In the therapeutic embodiment, methods are described in which particles are administered to cells and/or tissue, which upon their exposure to light, effect the in vitro or in vivo, local heating of their immediate environment. In the preferred embodiment, the particles consist of a dielectric or semiconductor core and a conducting shell, the dimension of the particles is on a scale of tens to hundreds of nanometers, and the radiation used is infrared radiation.
In a preferred embodiment, the method is used to treat cancer. In an alternative embodiment, the method is applied to treat non-malignant tumors. In either of these embodiments, the method may be the sole method, or it may be used in combination with another therapy. In another embodiment, the method may be used for cosmetic enhancement.

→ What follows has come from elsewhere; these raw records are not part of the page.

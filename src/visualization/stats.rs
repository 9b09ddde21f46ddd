//! Descriptive statistics behind the plots

use ndarray::Array2;

fn mean(values: &[f64]) -> f64 {
    values.iter().sum::<f64>() / values.len() as f64
}

/// Sample standard deviation (n - 1 denominator)
pub fn std_dev(values: &[f64]) -> f64 {
    if values.len() < 2 {
        return 0.0;
    }
    let m = mean(values);
    (values.iter().map(|v| (v - m).powi(2)).sum::<f64>() / (values.len() - 1) as f64).sqrt()
}

/// Pearson correlation; NaN when either side is constant
pub fn pearson(a: &[f64], b: &[f64]) -> f64 {
    let n = a.len().min(b.len());
    if n < 2 {
        return f64::NAN;
    }
    let (a, b) = (&a[..n], &b[..n]);
    let (ma, mb) = (mean(a), mean(b));
    let mut cov = 0.0;
    let mut va = 0.0;
    let mut vb = 0.0;
    for (x, y) in a.iter().zip(b.iter()) {
        let (dx, dy) = (x - ma, y - mb);
        cov += dx * dy;
        va += dx * dx;
        vb += dy * dy;
    }
    if va == 0.0 || vb == 0.0 {
        return f64::NAN;
    }
    cov / (va.sqrt() * vb.sqrt())
}

/// Pairwise Pearson correlation of the given columns
pub fn correlation_matrix(columns: &[Vec<f64>]) -> Array2<f64> {
    let k = columns.len();
    let mut corr = Array2::from_elem((k, k), f64::NAN);
    for i in 0..k {
        for j in i..k {
            let r = if i == j && std_dev(&columns[i]) > 0.0 {
                1.0
            } else {
                pearson(&columns[i], &columns[j])
            };
            corr[[i, j]] = r;
            corr[[j, i]] = r;
        }
    }
    corr
}

/// Counts of `values` in `bins` equal-width bins over [lo, hi]; the last
/// bin is closed on the right. Values outside the range are skipped.
pub fn histogram(values: &[f64], bins: usize, lo: f64, hi: f64) -> Vec<usize> {
    let mut counts = vec![0usize; bins];
    if bins == 0 {
        return counts;
    }
    let width = if hi > lo { (hi - lo) / bins as f64 } else { 1.0 };
    for &v in values {
        if v < lo || v > hi {
            continue;
        }
        let idx = (((v - lo) / width) as usize).min(bins - 1);
        counts[idx] += 1;
    }
    counts
}

/// Gaussian kernel density estimate evaluated at `grid`, with Scott's rule
/// bandwidth `std * n^(-1/5)`. `None` when the sample is too small or
/// constant for a bandwidth to exist.
pub fn gaussian_kde(values: &[f64], grid: &[f64]) -> Option<Vec<f64>> {
    let n = values.len();
    let sd = std_dev(values);
    if n < 2 || sd == 0.0 {
        return None;
    }
    let h = sd * (n as f64).powf(-0.2);
    let norm = 1.0 / (n as f64 * h * (2.0 * std::f64::consts::PI).sqrt());
    Some(
        grid.iter()
            .map(|&g| {
                norm * values
                    .iter()
                    .map(|&v| (-0.5 * ((g - v) / h).powi(2)).exp())
                    .sum::<f64>()
            })
            .collect(),
    )
}
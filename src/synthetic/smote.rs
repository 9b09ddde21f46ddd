//! SMOTE

use crate::error::{FraudError, Result};
use crate::synthetic::{class_counts, class_indices, ResampleResult, Sampler};
use ndarray::{Array1, Array2, ArrayView1, Axis};
use rand::prelude::*;
use rand_chacha::ChaCha8Rng;
use serde::{Deserialize, Serialize};
use std::cmp::Ordering;
use std::collections::{BTreeMap, BinaryHeap};
use tracing::{debug, info};

/// Ordered float for BinaryHeap-based partial sort; ties break on index
#[derive(Debug, Clone, Copy)]
struct DistIdx(f64, usize);

impl PartialEq for DistIdx {
    fn eq(&self, other: &Self) -> bool {
        self.cmp(other) == Ordering::Equal
    }
}
impl Eq for DistIdx {}
impl PartialOrd for DistIdx {
    fn partial_cmp(&self, other: &Self) -> Option<Ordering> {
        Some(self.cmp(other))
    }
}
impl Ord for DistIdx {
    fn cmp(&self, other: &Self) -> Ordering {
        self.0
            .partial_cmp(&other.0)
            .unwrap_or(Ordering::Equal)
            .then(self.1.cmp(&other.1))
    }
}

/// SMOTE (Synthetic Minority Over-sampling Technique)
#[derive(Debug, Clone, Serialize, Deserialize)]
pub struct SMOTE {
    /// Number of nearest neighbors
    k_neighbors: usize,
    /// Random seed
    seed: u64,
    /// Target samples per class
    target_counts: Option<BTreeMap<i64, usize>>,
}

impl SMOTE {
    /// Create new SMOTE sampler with 5 neighbors and seed 42
    pub fn new() -> Self {
        Self {
            k_neighbors: 5,
            seed: 42,
            target_counts: None,
        }
    }

    /// Set number of neighbors
    pub fn with_k_neighbors(mut self, k: usize) -> Self {
        self.k_neighbors = k.max(1);
        self
    }

    /// Set random seed
    pub fn with_seed(mut self, seed: u64) -> Self {
        self.seed = seed;
        self
    }

    pub fn k_neighbors(&self) -> usize {
        self.k_neighbors
    }

    fn squared_distance(a: ArrayView1<f64>, b: ArrayView1<f64>) -> f64 {
        a.iter().zip(b.iter()).map(|(ai, bi)| (ai - bi).powi(2)).sum()
    }

    /// k nearest neighbors of `samples[i]` within `samples`, nearest first.
    /// Self is excluded by position, so duplicate rows still count as neighbors.
    fn nearest_neighbors(samples: &Array2<f64>, i: usize, k: usize) -> Vec<usize> {
        let point = samples.row(i);
        let mut heap: BinaryHeap<DistIdx> = BinaryHeap::with_capacity(k + 1);

        for (j, other) in samples.axis_iter(Axis(0)).enumerate() {
            if j == i {
                continue;
            }
            let candidate = DistIdx(Self::squared_distance(point, other), j);
            if heap.len() < k {
                heap.push(candidate);
            } else if let Some(worst) = heap.peek() {
                if candidate < *worst {
                    heap.pop();
                    heap.push(candidate);
                }
            }
        }

        heap.into_sorted_vec().into_iter().map(|DistIdx(_, j)| j).collect()
    }
}

impl Default for SMOTE {
    fn default() -> Self {
        Self::new()
    }
}

impl Sampler for SMOTE {
    fn fit(&mut self, x: &Array2<f64>, y: &Array1<i64>) -> Result<()> {
        if x.nrows() != y.len() {
            return Err(FraudError::Shape {
                expected: format!("y length = {}", x.nrows()),
                actual: format!("y length = {}", y.len()),
            });
        }

        let counts = class_counts(y);
        if counts.len() < 2 {
            return Err(FraudError::DegenerateClasses(format!(
                "SMOTE needs at least 2 classes, found {}",
                counts.len()
            )));
        }

        let max_count = counts.values().copied().max().unwrap_or(0);
        for (&class, &count) in &counts {
            if count < max_count && count < 2 {
                return Err(FraudError::DegenerateClasses(format!(
                    "class {} has {} sample(s); at least 2 are needed to interpolate",
                    class, count
                )));
            }
        }

        self.target_counts = Some(counts.keys().map(|&class| (class, max_count)).collect());
        Ok(())
    }

    fn resample(&self, x: &Array2<f64>, y: &Array1<i64>) -> Result<ResampleResult> {
        let targets = self
            .target_counts
            .as_ref()
            .ok_or(FraudError::ModelNotFitted)?;

        let mut rng = ChaCha8Rng::seed_from_u64(self.seed);
        let indices = class_indices(y);
        let n_features = x.ncols();

        let mut synthetic_x: Vec<f64> = Vec::new();
        let mut synthetic_y: Vec<i64> = Vec::new();
        let mut n_synthetic = BTreeMap::new();

        for (&class, &target_count) in targets {
            let class_idx = indices.get(&class).map(Vec::as_slice).unwrap_or(&[]);
            let n_to_generate = target_count.saturating_sub(class_idx.len());
            n_synthetic.insert(class, n_to_generate);

            if n_to_generate == 0 {
                continue;
            }
            if class_idx.len() < 2 {
                return Err(FraudError::DegenerateClasses(format!(
                    "class {} has {} sample(s); at least 2 are needed to interpolate",
                    class,
                    class_idx.len()
                )));
            }

            let class_samples = x.select(Axis(0), class_idx);
            let k = self.k_neighbors.min(class_samples.nrows() - 1);
            let neighbors: Vec<Vec<usize>> = (0..class_samples.nrows())
                .map(|i| Self::nearest_neighbors(&class_samples, i, k))
                .collect();

            debug!(class, k, n_to_generate, "Generating synthetic samples");

            synthetic_x.reserve(n_to_generate * n_features);
            for _ in 0..n_to_generate {
                let idx = rng.gen_range(0..class_samples.nrows());
                let nn = neighbors[idx][rng.gen_range(0..neighbors[idx].len())];
                let gap: f64 = rng.gen();

                let sample = class_samples.row(idx);
                let neighbor = class_samples.row(nn);
                synthetic_x.extend(
                    sample
                        .iter()
                        .zip(neighbor.iter())
                        .map(|(&p, &n)| p + gap * (n - p)),
                );
                synthetic_y.push(class);
            }
        }

        let n_new = synthetic_y.len();
        let synthetic = Array2::from_shape_vec((n_new, n_features), synthetic_x)?;
        let x_out = ndarray::concatenate(Axis(0), &[x.view(), synthetic.view()])?;
        let mut y_out = y.to_vec();
        y_out.extend(synthetic_y);

        info!(
            original = x.nrows(),
            synthetic = n_new,
            total = x_out.nrows(),
            "Resampled with SMOTE"
        );

        Ok(ResampleResult {
            x: x_out,
            y: Array1::from_vec(y_out),
            n_synthetic,
        })
    }
}
//! Model persistence
//!
//! Saves a fitted model with its metadata and reads it back, in a compact
//! binary envelope or a portable JSON one.

mod serializer;

pub use serializer::{load_model, save_model, ModelMetadata, SerializationFormat, SerializedModel};
//! Min-max feature scaling over DataFrame columns

use crate::error::{FraudError, Result};
use polars::prelude::*;
use serde::{Deserialize, Serialize};
use std::collections::BTreeMap;

/// Parameters learned for one column
#[derive(Debug, Clone, Copy, PartialEq, Serialize, Deserialize)]
pub struct ColumnRange {
    pub min: f64,
    /// `max - min`, or 1.0 for a constant column
    pub range: f64,
}

/// Min-max scaler: `(x - min) / (max - min)`
#[derive(Debug, Clone, Default, PartialEq, Serialize, Deserialize)]
pub struct MinMaxScaler {
    params: BTreeMap<String, ColumnRange>,
}

impl MinMaxScaler {
    /// Create a new, unfitted scaler
    pub fn new() -> Self {
        Self::default()
    }

    /// Learn min and range of each named column
    pub fn fit(&mut self, df: &DataFrame, columns: &[&str]) -> Result<&mut Self> {
        for col_name in columns {
            let column = df
                .column(col_name)
                .map_err(|_| FraudError::MissingColumn(col_name.to_string()))?;
            let params = Self::compute_params(column.as_materialized_series())?;
            self.params.insert(col_name.to_string(), params);
        }
        Ok(self)
    }

    /// Scale the fitted columns, leaving all others untouched
    pub fn transform(&self, df: &DataFrame) -> Result<DataFrame> {
        self.apply(df, |v, p| (v - p.min) / p.range)
    }

    /// Fit and transform in one step
    pub fn fit_transform(&mut self, df: &DataFrame, columns: &[&str]) -> Result<DataFrame> {
        self.fit(df, columns)?;
        self.transform(df)
    }

    /// Map scaled values back to the original units
    pub fn inverse_transform(&self, df: &DataFrame) -> Result<DataFrame> {
        self.apply(df, |v, p| v * p.range + p.min)
    }

    /// Learned parameters for a column
    pub fn range_of(&self, column: &str) -> Option<ColumnRange> {
        self.params.get(column).copied()
    }

    pub fn is_fitted(&self) -> bool {
        !self.params.is_empty()
    }

    fn apply(&self, df: &DataFrame, f: impl Fn(f64, &ColumnRange) -> f64) -> Result<DataFrame> {
        if !self.is_fitted() {
            return Err(FraudError::ModelNotFitted);
        }

        // Build every replacement column before touching the frame
        let replacements = self
            .params
            .iter()
            .map(|(col_name, params)| {
                let column = df
                    .column(col_name)
                    .map_err(|_| FraudError::MissingColumn(col_name.clone()))?;
                let series = column.as_materialized_series();
                let ca = series.cast(&DataType::Float64)?;
                let mapped: Float64Chunked = ca
                    .f64()?
                    .into_iter()
                    .map(|opt| opt.map(|v| f(v, params)))
                    .collect();
                Ok(mapped.with_name(series.name().clone()).into_series())
            })
            .collect::<Result<Vec<Series>>>()?;

        let mut result = df.clone();
        for series in replacements {
            result.with_column(series)?;
        }
        Ok(result)
    }

    fn compute_params(series: &Series) -> Result<ColumnRange> {
        let cast = series.cast(&DataType::Float64)?;
        let ca = cast.f64()?;
        let min = ca
            .min()
            .ok_or_else(|| FraudError::Data(format!("column {} is empty", series.name())))?;
        let max = ca.max().unwrap_or(min);
        let range = max - min;
        Ok(ColumnRange {
            min,
            range: if range == 0.0 { 1.0 } else { range },
        })
    }
}

#[cfg(test)]
mod tests {
    use super::*;

    #[test]
    fn test_minmax_bounds() {
        let df = df!("a" => &[5.0, 1.0, 3.0, 9.0], "b" => &[1.0, 2.0, 3.0, 4.0]).unwrap();

        let mut scaler = MinMaxScaler::new();
        let result = scaler.fit_transform(&df, &["a"]).unwrap();

        let col = result.column("a").unwrap().f64().unwrap();
        assert!((col.min().unwrap() - 0.0).abs() < 1e-12);
        assert!((col.max().unwrap() - 1.0).abs() < 1e-12);
        assert_eq!(col.get(2), Some(0.25));

        // untouched column
        let b = result.column("b").unwrap().f64().unwrap();
        assert_eq!(b.get(3), Some(4.0));
    }

    #[test]
    fn test_constant_column_maps_to_zero() {
        let df = df!("a" => &[7.0, 7.0, 7.0]).unwrap();
        let mut scaler = MinMaxScaler::new();
        let result = scaler.fit_transform(&df, &["a"]).unwrap();
        let col = result.column("a").unwrap().f64().unwrap();
        assert!(col.into_iter().all(|v| v == Some(0.0)));
    }

    #[test]
    fn test_inverse_transform() {
        let df = df!("a" => &[10.0, 20.0, 35.0]).unwrap();
        let mut scaler = MinMaxScaler::new();
        let scaled = scaler.fit_transform(&df, &["a"]).unwrap();
        let restored = scaler.inverse_transform(&scaled).unwrap();

        let original = df.column("a").unwrap().f64().unwrap();
        let back = restored.column("a").unwrap().f64().unwrap();
        for (o, r) in original.into_iter().zip(back.into_iter()) {
            assert!((o.unwrap() - r.unwrap()).abs() < 1e-10);
        }
    }

    #[test]
    fn test_transform_before_fit_fails() {
        let df = df!("a" => &[1.0]).unwrap();
        let scaler = MinMaxScaler::new();
        assert!(matches!(scaler.transform(&df), Err(FraudError::ModelNotFitted)));
    }
}
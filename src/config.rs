//! Pipeline configuration
//!
//! Defaults describe the standard run: `creditcard.csv` in the working
//! directory, `Amount` min-max scaled, `Class`/`Time` dropped,
//! seed 42 everywhere, an 80/20 split and a 100-tree forest.

use crate::error::{FraudError, Result};
use crate::export::SerializationFormat;
use crate::training::MaxFeatures;
use serde::{Deserialize, Serialize};
use std::path::{Path, PathBuf};

/// Configuration for a single pipeline run
#[derive(Debug, Clone, Serialize, Deserialize)]
#[serde(default)]
pub struct PipelineConfig {
    /// Input CSV file
    pub data_path: PathBuf,

    /// Where the fitted model is written
    pub model_path: PathBuf,

    /// Model file encoding
    pub model_format: SerializationFormat,

    /// Directory for rendered plots
    pub plots_dir: PathBuf,

    /// Whether to render plots at all
    pub render_plots: bool,

    /// Column rescaled into [0, 1]
    pub scaled_column: String,

    /// Columns removed from the feature matrix
    pub dropped_columns: Vec<String>,

    /// Binary label column
    pub label_column: String,

    /// Seed shared by the balancer, the splitter and the forest
    pub seed: u64,

    /// Fraction of rows held out for evaluation
    pub test_size: f64,

    /// Neighbors considered when interpolating synthetic samples
    pub k_neighbors: usize,

    /// Number of trees in the forest
    pub n_estimators: usize,

    /// Maximum tree depth (unbounded when absent)
    pub max_depth: Option<usize>,

    /// Minimum samples required to split a node
    pub min_samples_split: usize,

    /// Minimum samples in each leaf
    pub min_samples_leaf: usize,

    /// Features considered at each split
    pub max_features: MaxFeatures,
}

impl Default for PipelineConfig {
    fn default() -> Self {
        Self {
            data_path: PathBuf::from("creditcard.csv"),
            model_path: PathBuf::from("fraud_detection_model.bin"),
            model_format: SerializationFormat::Binary,
            plots_dir: PathBuf::from("plots"),
            render_plots: true,
            scaled_column: "Amount".to_string(),
            dropped_columns: vec!["Class".to_string(), "Time".to_string()],
            label_column: "Class".to_string(),
            seed: 42,
            test_size: 0.2,
            k_neighbors: 5,
            n_estimators: 100,
            max_depth: None,
            min_samples_split: 2,
            min_samples_leaf: 1,
            max_features: MaxFeatures::Sqrt,
        }
    }
}

impl PipelineConfig {
    /// Create a new configuration with default values
    pub fn new() -> Self {
        Self::default()
    }

    /// Load a configuration from a TOML file; absent keys keep their defaults
    pub fn from_toml_file(path: impl AsRef<Path>) -> Result<Self> {
        let text = std::fs::read_to_string(path.as_ref())?;
        Self::from_toml_str(&text)
    }

    /// Parse a configuration from TOML text
    pub fn from_toml_str(text: &str) -> Result<Self> {
        let config: Self = toml::from_str(text)?;
        config.validate()?;
        Ok(config)
    }

    /// Builder method to set the input file
    pub fn with_data_path(mut self, path: impl Into<PathBuf>) -> Self {
        self.data_path = path.into();
        self
    }

    /// Builder method to set the model output file
    pub fn with_model_path(mut self, path: impl Into<PathBuf>) -> Self {
        self.model_path = path.into();
        self
    }

    /// Builder method to set the model file encoding
    pub fn with_model_format(mut self, format: SerializationFormat) -> Self {
        self.model_format = format;
        self
    }

    /// Builder method to set the plot directory
    pub fn with_plots_dir(mut self, dir: impl Into<PathBuf>) -> Self {
        self.plots_dir = dir.into();
        self
    }

    /// Builder method to enable or disable plot rendering
    pub fn with_render_plots(mut self, render: bool) -> Self {
        self.render_plots = render;
        self
    }

    /// Builder method to set the shared seed
    pub fn with_seed(mut self, seed: u64) -> Self {
        self.seed = seed;
        self
    }

    /// Builder method to set the holdout fraction
    pub fn with_test_size(mut self, test_size: f64) -> Self {
        self.test_size = test_size;
        self
    }

    /// Builder method to set the SMOTE neighbor count
    pub fn with_k_neighbors(mut self, k: usize) -> Self {
        self.k_neighbors = k;
        self
    }

    /// Builder method to set the number of trees
    pub fn with_n_estimators(mut self, n: usize) -> Self {
        self.n_estimators = n;
        self
    }

    /// Builder method to cap tree depth
    pub fn with_max_depth(mut self, depth: usize) -> Self {
        self.max_depth = Some(depth);
        self
    }

    /// Reject values that would make a stage meaningless
    pub fn validate(&self) -> Result<()> {
        if !(self.test_size > 0.0 && self.test_size < 1.0) {
            return Err(FraudError::invalid_parameter(
                "test_size",
                self.test_size,
                "must lie strictly between 0 and 1",
            ));
        }
        if self.n_estimators == 0 {
            return Err(FraudError::invalid_parameter(
                "n_estimators",
                self.n_estimators,
                "need at least one tree",
            ));
        }
        if self.k_neighbors == 0 {
            return Err(FraudError::invalid_parameter(
                "k_neighbors",
                self.k_neighbors,
                "need at least one neighbor",
            ));
        }
        if self.min_samples_split < 2 {
            return Err(FraudError::invalid_parameter(
                "min_samples_split",
                self.min_samples_split,
                "must be at least 2",
            ));
        }
        if self.min_samples_leaf == 0 {
            return Err(FraudError::invalid_parameter(
                "min_samples_leaf",
                self.min_samples_leaf,
                "must be at least 1",
            ));
        }
        if self.label_column == self.scaled_column {
            return Err(FraudError::Config(format!(
                "label column {} cannot also be the scaled column",
                self.label_column
            )));
        }
        Ok(())
    }

    /// Every column the input file must carry
    pub fn required_columns(&self) -> Vec<String> {
        let mut cols = vec![self.scaled_column.clone(), self.label_column.clone()];
        for col in &self.dropped_columns {
            if !cols.contains(col) {
                cols.push(col.clone());
            }
        }
        cols
    }
}

#[cfg(test)]
mod tests {
    use super::*;

    #[test]
    fn test_default_config() {
        let config = PipelineConfig::default();
        assert_eq!(config.data_path, PathBuf::from("creditcard.csv"));
        assert_eq!(config.seed, 42);
        assert_eq!(config.test_size, 0.2);
        assert_eq!(config.n_estimators, 100);
        assert_eq!(config.k_neighbors, 5);
        assert_eq!(config.scaled_column, "Amount");
        assert_eq!(config.dropped_columns, vec!["Class", "Time"]);
        assert!(config.validate().is_ok());
    }

    #[test]
    fn test_toml_overrides() {
        let config = PipelineConfig::from_toml_str(
            r#"
            seed = 7
            n_estimators = 10
            model_format = "json"
            "#,
        )
        .unwrap();
        assert_eq!(config.seed, 7);
        assert_eq!(config.n_estimators, 10);
        assert_eq!(config.model_format, SerializationFormat::Json);
        // untouched keys keep defaults
        assert_eq!(config.test_size, 0.2);
        assert_eq!(config.label_column, "Class");
    }

    #[test]
    fn test_invalid_test_size() {
        let config = PipelineConfig::default().with_test_size(1.5);
        assert!(matches!(
            config.validate(),
            Err(FraudError::InvalidParameter { .. })
        ));
    }

    #[test]
    fn test_required_columns() {
        let config = PipelineConfig::default();
        assert_eq!(config.required_columns(), vec!["Amount", "Class", "Time"]);
    }
}
use axum::Json;
use axum::extract::Extension;

use bloom_types::api::MeResponse;

use crate::middleware::CurrentUser;

pub async fn me(Extension(user): Extension<CurrentUser>) -> Json<MeResponse> {
    Json(MeResponse {
        id: user.id,
        email: user.email,
        handle: user.handle,
    })
}
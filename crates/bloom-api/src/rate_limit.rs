use std::collections::HashMap;
use std::net::SocketAddr;
use std::sync::Mutex;
use std::time::{SystemTime, UNIX_EPOCH};

use axum::Json;
use axum::extract::{ConnectInfo, Request, State};
use axum::http::{Method, StatusCode};
use axum::middleware::Next;
use axum::response::{IntoResponse, Response};
use serde_json::json;
use tracing::warn;

use crate::state::AppState;

/// Fixed-window request counter keyed by (client, group, window slot).
/// Counts live in process memory; restarting the server resets them.
#[derive(Default)]
pub struct FixedWindowLimiter {
    hits: Mutex<HashMap<(String, String, u64), u32>>,
}

impl FixedWindowLimiter {
    pub fn new() -> Self {
        Self::default()
    }

    pub fn allow(&self, client_id: &str, group: &str, limit: u32, window_seconds: u64) -> bool {
        let now = SystemTime::now()
            .duration_since(UNIX_EPOCH)
            .map(|d| d.as_secs())
            .unwrap_or(0);
        self.allow_at(client_id, group, limit, window_seconds, now)
    }

    fn allow_at(
        &self,
        client_id: &str,
        group: &str,
        limit: u32,
        window_seconds: u64,
        now: u64,
    ) -> bool {
        let slot = now / window_seconds.max(1);
        let mut hits = match self.hits.lock() {
            Ok(guard) => guard,
            Err(poisoned) => poisoned.into_inner(),
        };

        // Drop counters from windows old enough that they can never match
        // again, so the map stays bounded by active clients.
        hits.retain(|(_, _, s), _| *s + 2 >= slot);

        let count = hits
            .entry((client_id.to_string(), group.to_string(), slot))
            .or_insert(0);
        *count += 1;
        *count <= limit
    }
}

pub async fn limit_auth_requests(
    State(state): State<AppState>,
    req: Request,
    next: Next,
) -> Response {
    // CORS preflights never count against the budget.
    if req.method() == Method::OPTIONS {
        return next.run(req).await;
    }

    let client = client_addr(&req);
    let allowed = state.limiter.allow(
        &client,
        "auth",
        state.config.auth_rate_limit,
        state.config.rate_window_seconds,
    );

    if !allowed {
        warn!(client = %client, "auth rate limit exceeded");
        return (
            StatusCode::TOO_MANY_REQUESTS,
            Json(json!({ "detail": "Rate limit exceeded. Please retry later." })),
        )
            .into_response();
    }

    next.run(req).await
}

/// Best-effort client identity: the first x-forwarded-for hop when present,
/// else the socket peer address.
pub(crate) fn client_addr(req: &Request) -> String {
    if let Some(forwarded) = req
        .headers()
        .get("x-forwarded-for")
        .and_then(|value| value.to_str().ok())
    {
        if let Some(first) = forwarded.split(',').next() {
            let first = first.trim();
            if !first.is_empty() {
                return first.to_string();
            }
        }
    }

    req.extensions()
        .get::<ConnectInfo<SocketAddr>>()
        .map(|ConnectInfo(addr)| addr.ip().to_string())
        .unwrap_or_else(|| "unknown".to_string())
}

#[cfg(test)]
mod tests {
    use super::*;

    #[test]
    fn blocks_after_limit_within_window() {
        let limiter = FixedWindowLimiter::new();
        for _ in 0..3 {
            assert!(limiter.allow_at("1.2.3.4", "auth", 3, 60, 100));
        }
        assert!(!limiter.allow_at("1.2.3.4", "auth", 3, 60, 100));
    }

    #[test]
    fn fresh_window_resets_the_count() {
        let limiter = FixedWindowLimiter::new();
        assert!(limiter.allow_at("1.2.3.4", "auth", 1, 60, 100));
        assert!(!limiter.allow_at("1.2.3.4", "auth", 1, 60, 119));
        assert!(limiter.allow_at("1.2.3.4", "auth", 1, 60, 120));
    }

    #[test]
    fn clients_and_groups_are_independent() {
        let limiter = FixedWindowLimiter::new();
        assert!(limiter.allow_at("1.2.3.4", "auth", 1, 60, 100));
        assert!(limiter.allow_at("5.6.7.8", "auth", 1, 60, 100));
        assert!(limiter.allow_at("1.2.3.4", "other", 1, 60, 100));
        assert!(!limiter.allow_at("1.2.3.4", "auth", 1, 60, 100));
    }

    #[test]
    fn stale_slots_are_evicted() {
        let limiter = FixedWindowLimiter::new();
        assert!(limiter.allow_at("1.2.3.4", "auth", 1, 60, 60));
        // Three windows later the old slot is beyond the retention horizon.
        assert!(limiter.allow_at("5.6.7.8", "auth", 1, 60, 240));
        let hits = limiter.hits.lock().unwrap();
        assert_eq!(hits.len(), 1);
        assert!(hits.keys().all(|(_, _, slot)| *slot == 4));
    }
}
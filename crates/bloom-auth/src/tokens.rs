use chrono::{DateTime, Duration, Utc};
use jsonwebtoken::{DecodingKey, EncodingKey, Header, Validation, decode, encode};
use serde::{Deserialize, Serialize};
use thiserror::Error;
use uuid::Uuid;

#[derive(Debug, Error)]
pub enum TokenError {
    #[error("invalid token")]
    Invalid,
    #[error("invalid token type")]
    WrongKind,
}

#[derive(Debug, Clone, Copy, PartialEq, Eq, Serialize, Deserialize)]
#[serde(rename_all = "lowercase")]
pub enum TokenKind {
    Access,
    Refresh,
}

impl TokenKind {
    pub fn as_str(self) -> &'static str {
        match self {
            Self::Access => "access",
            Self::Refresh => "refresh",
        }
    }
}

/// Signed claims for both access and refresh tokens. `jti` is only consulted
/// server-side for refresh tokens, but every token carries one.
#[derive(Debug, Clone, Serialize, Deserialize)]
pub struct Claims {
    pub sub: String,
    #[serde(rename = "type")]
    pub kind: TokenKind,
    pub iat: i64,
    pub exp: i64,
    pub jti: String,
}

pub struct IssuedToken {
    pub token: String,
    pub jti: String,
    pub expires_at: DateTime<Utc>,
}

/// Sign a token for `user_id` with the given kind and lifetime (HS256).
pub fn issue(
    secret: &str,
    user_id: i64,
    kind: TokenKind,
    ttl: Duration,
) -> Result<IssuedToken, TokenError> {
    let now = Utc::now();
    let expires_at = now + ttl;
    let jti = Uuid::new_v4().simple().to_string();

    let claims = Claims {
        sub: user_id.to_string(),
        kind,
        iat: now.timestamp(),
        exp: expires_at.timestamp(),
        jti: jti.clone(),
    };

    let token = encode(
        &Header::default(),
        &claims,
        &EncodingKey::from_secret(secret.as_bytes()),
    )
    .map_err(|_| TokenError::Invalid)?;

    Ok(IssuedToken {
        token,
        jti,
        expires_at,
    })
}

/// Verify signature and expiry, then enforce the type claim. An access token
/// presented where a refresh token is expected must fail, and vice versa.
pub fn verify(secret: &str, token: &str, expected: TokenKind) -> Result<Claims, TokenError> {
    let data = decode::<Claims>(
        token,
        &DecodingKey::from_secret(secret.as_bytes()),
        &Validation::default(),
    )
    .map_err(|_| TokenError::Invalid)?;

    if data.claims.kind != expected {
        return Err(TokenError::WrongKind);
    }

    Ok(data.claims)
}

In a preferred embodiment, the nanoparticle consists of a silica core and a gold shell. In an alternative embodiment, the nanoparticle consist of a gold sulfide core and a gold shell.
In a further embodiment of the general method, the nanoparticles are targeted to a desired location through the use of appropriate chemical schemes. In the preferred embodiment, antigen-antibody binding is used for targeting.
In the diagnostic embodiment, methods are described in which particles are administered to cells and/or tissue, which upon their exposure to radiation, effect the in vitro or in vivo, imaging of their immediate environment. In the preferred embodiment, the particles consist of a dielectric or semiconductive core doped with rare earth ions such as Pr+3, Er+3, and Nd+3, the dimension of the particles is on a scale of tens to hundreds of nanometers, and the radiation used is visible or infrared radiation. Alternatively, the particle may consist of dielectric or semiconductor core and a conducting shell.
In a preferred embodiment, the nanoparticle consists of a silica nanoparticle doped with Pr+3 ions. In an alternative embodiment, the nanoparticle consists of a silica nanoparticle doped with Er+3 or Nd+3. In an alternative embodiment, the nanoparticle consists of a silica core with a gold shell designed as either an absorber or a scatterer.
In both the diagnostic and therapeutic embodiments, the radiation source is preferably electromagnetic radiation, but may alternatively be a non-electromagnetic radiation, such as ultrasound radiation.